> [EXERCISE INSTRUCTIONS]: Here are the records. Write out exactly the lines between the one holding "path, e, e.errno())" and the one holding "let mut net = UdpNet::new(config.bind);", inclusive.
^^^^
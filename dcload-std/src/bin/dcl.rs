//! `dcl` - talk to a dcload-ip host tool from the command line
//!
//! Connects the way a target program would, runs one filesystem or console
//! operation against the host, then disconnects.

use std::io::Write;
use std::path::{Path, PathBuf};

use anyhow::{anyhow, bail, Context, Result};
use clap::{Parser, Subcommand};
use log::info;

use dcload_core::{FileSystem, FsError, OpenFlags, Whence};
use dcload_std::{ConsoleTable, HostConfig, HostSession, MountTable, StaticLoader, UdpNet};

#[derive(Debug, Parser)]
#[command(name = "dcl", about = "dcload-ip client")]
struct Opts {
    /// Configuration file (TOML)
    #[arg(long, short)]
    config: Option<PathBuf>,

    /// Host tool address (ip:port), overrides the configuration file
    #[arg(long)]
    host: Option<String>,

    /// Poll for replies instead of blocking on the socket
    #[arg(long)]
    poll: bool,

    #[command(subcommand)]
    command: Command,
}

#[derive(Debug, Subcommand)]
enum Command {
    /// List a host directory
    Ls { path: String },
    /// Print a host file
    Cat { path: String },
    /// Show status of a host path
    Stat { path: String },
    /// Copy a local file to the host
    Put { local: PathBuf, remote: String },
    /// Remove a host file
    Rm { path: String },
    /// Rename a host file
    Mv { from: String, to: String },
    /// Write text to the host console
    Echo { text: Vec<String> },
}

fn fs_err(op: &str, path: &str, e: FsError) -> anyhow::Error {
    anyhow!("{} {}: {:?} (errno {})", op, path, e, e.errno())
}

fn main() -> Result<()> {
    env_logger::Builder::from_env(env_logger::Env::default().default_filter_or("warn")).init();
    let opts = Opts::parse();

    let mut config = match &opts.config {
        Some(path) => HostConfig::load(path)?,
        None => HostConfig::default(),
    };
    if let Some(host) = &opts.host {
        config.host = host
            .parse()
            .with_context(|| format!("invalid host address {}", host))?;
    }

    let mut net = UdpNet::new(config.bind);
    let mut loader = StaticLoader::new(config.host);
    let mut mounts = MountTable::new();
    let mut consoles = ConsoleTable::with_active(&config.client.console_name);
    let mut session = dcload_std::session(&config, opts.poll);

    session
        .attach_console(&net)
        .map_err(|e| anyhow!("attach console: {:?}", e))?;
    session
        .connect(&mut net, &mut loader, &mut mounts)
        .map_err(|e| anyhow!("connect to {}: {:?}", config.host, e))?;
    info!("session connected to {}", config.host);

    let result = run(&mut session, opts.command);
    session.shutdown(&mut consoles, &mut mounts);
    result
}

fn run(session: &mut HostSession, command: Command) -> Result<()> {
    match command {
        Command::Ls { path } => list(session, &path),
        Command::Cat { path } => cat(session, &path),
        Command::Stat { path } => {
            let stat = session.stat(&path).map_err(|e| fs_err("stat", &path, e))?;
            println!("{}", path);
            println!("  type:  {}", if stat.is_dir() { "directory" } else { "file" });
            println!("  mode:  {:o}", stat.mode);
            println!("  size:  {}", stat.size);
            println!("  mtime: {}", stat.mtime);
            println!("  inode: {}", stat.ino);
            Ok(())
        }
        Command::Put { local, remote } => put(session, &local, &remote),
        Command::Rm { path } => session.unlink(&path).map_err(|e| fs_err("rm", &path, e)),
        Command::Mv { from, to } => session.rename(&from, &to).map_err(|e| fs_err("mv", &from, e)),
        Command::Echo { text } => {
            let mut line = text.join(" ");
            line.push('\n');
            let written = dcload_core::ConsoleSink::write_buffer(session, line.as_bytes(), true)
                .map_err(|e| anyhow!("console write: {:?}", e))?;
            if written != line.len() {
                bail!("console write: {} of {} bytes", written, line.len());
            }
            Ok(())
        }
    }
}

fn list(session: &mut HostSession, path: &str) -> Result<()> {
    let dir = session
        .open(path, OpenFlags::DIR)
        .map_err(|e| fs_err("ls", path, e))?;

    let mut result = Ok(());
    loop {
        match session.readdir(dir) {
            Ok(Some(entry)) => {
                let kind = if entry.is_dir { 'd' } else { '-' };
                println!("{} {:>10} {:>10} {}", kind, entry.size, entry.time, entry.name);
            }
            Ok(None) => break,
            Err(e) => {
                result = Err(fs_err("ls", path, e));
                break;
            }
        }
    }
    let _ = session.close(dir);
    result
}

fn cat(session: &mut HostSession, path: &str) -> Result<()> {
    let file = session
        .open(path, OpenFlags::RDONLY)
        .map_err(|e| fs_err("cat", path, e))?;

    let mut buf = vec![0u8; 4096];
    let mut stdout = std::io::stdout().lock();
    let result = (|| -> Result<()> {
        loop {
            let n = session
                .read(file, &mut buf)
                .map_err(|e| fs_err("cat", path, e))?;
            if n == 0 {
                break;
            }
            stdout.write_all(&buf[..n]).context("write stdout")?;
        }
        stdout.flush().context("flush stdout")
    })();
    let _ = session.close(file);
    result
}

fn put(session: &mut HostSession, local: &Path, remote: &str) -> Result<()> {
    let data = std::fs::read(local).with_context(|| format!("read {}", local.display()))?;
    let file = session
        .open(remote, OpenFlags::WRONLY | OpenFlags::CREAT | OpenFlags::TRUNC)
        .map_err(|e| fs_err("put", remote, e))?;

    let result = (|| -> Result<()> {
        let mut offset = 0;
        while offset < data.len() {
            let n = session
                .write(file, &data[offset..])
                .map_err(|e| fs_err("put", remote, e))?;
            if n == 0 {
                bail!("put {}: host accepted no data", remote);
            }
            offset += n;
        }
        let size = session
            .seek(file, 0, Whence::End)
            .map_err(|e| fs_err("put", remote, e))?;
        info!("wrote {} bytes, host reports {}", data.len(), size);
        Ok(())
    })();
    let _ = session.close(file);
    result?;
    println!("{} -> {} ({} bytes)", local.display(), remote, data.len());
    Ok(())
}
^^^^
> [SOLUTION TO THIS TASK]:
    anyhow!("{} {}: {:?} (errno {})", op, path, e, e.errno())
}

fn main() -> Result<()> {
    env_logger::Builder::from_env(env_logger::Env::default().default_filter_or("warn")).init();
    let opts = Opts::parse();

    let mut config = match &opts.config {
        Some(path) => HostConfig::load(path)?,
        None => HostConfig::default(),
    };
    if let Some(host) = &opts.host {
        config.host = host
            .parse()
            .with_context(|| format!("invalid host address {}", host))?;
    }

    let mut net = UdpNet::new(config.bind);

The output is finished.